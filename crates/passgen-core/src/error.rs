//! Error types for passphrase generation.
//!
//! Errors are descriptive at the core level; the CLI layer maps these
//! to exit codes and user-facing hints.

use thiserror::Error;

use crate::config::ConfigRule;

/// Result type alias for passgen operations.
pub type Result<T> = std::result::Result<T, PassgenError>;

/// Core error type for passgen operations.
#[derive(Debug, Error)]
pub enum PassgenError {
    /// A generation setting violates one of the validation rules
    #[error("Invalid configuration: {rule}")]
    InvalidConfiguration { rule: ConfigRule },

    /// Tight-fit filtering left no candidate words
    #[error(
        "No word in the corpus is longer than {longer_than} and shorter than {shorter_than} characters"
    )]
    NoSuitableWord { longer_than: i64, shorter_than: i64 },

    /// The word corpus has no usable entries
    #[error("Word corpus is empty")]
    EmptyCorpus,

    /// Reading a wordlist failed
    #[error("Wordlist error: {0}")]
    Wordlist(String),
}

impl PassgenError {
    /// Returns the violated rule for configuration errors.
    pub fn rule(&self) -> Option<ConfigRule> {
        match self {
            PassgenError::InvalidConfiguration { rule } => Some(*rule),
            _ => None,
        }
    }
}

impl From<ConfigRule> for PassgenError {
    fn from(rule: ConfigRule) -> Self {
        PassgenError::InvalidConfiguration { rule }
    }
}

impl From<std::io::Error> for PassgenError {
    fn from(err: std::io::Error) -> Self {
        PassgenError::Wordlist(err.to_string())
    }
}
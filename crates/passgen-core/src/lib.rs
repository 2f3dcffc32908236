//! # Passgen Core
//!
//! Core library for Passgen - a generator of memorable passphrases built from
//! dictionary words, in the style of "correct horse battery staple".
//!
//! This crate provides the generation algorithm, its configuration and the
//! word corpus independent of the CLI interface.
//!
//! ## Architecture
//!
//! - **config**: Generation settings and their validation rules
//! - **corpus**: The read-only word list
//! - **random**: The random source seam (`rand` in production, scripted in tests)
//! - **builder**: Word selection, length budgeting and decoration

pub mod builder;
pub mod config;
pub mod corpus;
pub mod error;
pub mod random;

pub use builder::{generate_passphrase, Exit, Passphrase, PassphraseBuilder};
pub use config::{ConfigRule, GenerationConfig, Limits};
pub use corpus::WordCorpus;
pub use error::{PassgenError, Result};
pub use random::{RandomSource, RngSource};

/// Core version information
pub const VERSION: &str = env!("CARGO_PKG_VERSION");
══════════
→ WORK REQUIRED:
Filter the lines above, keeping each one that contains the string "words".

→ RESULT FOR THIS EXERCISE:
    /// Tight-fit filtering left no candidate words
//! dictionary words, in the style of "correct horse battery staple".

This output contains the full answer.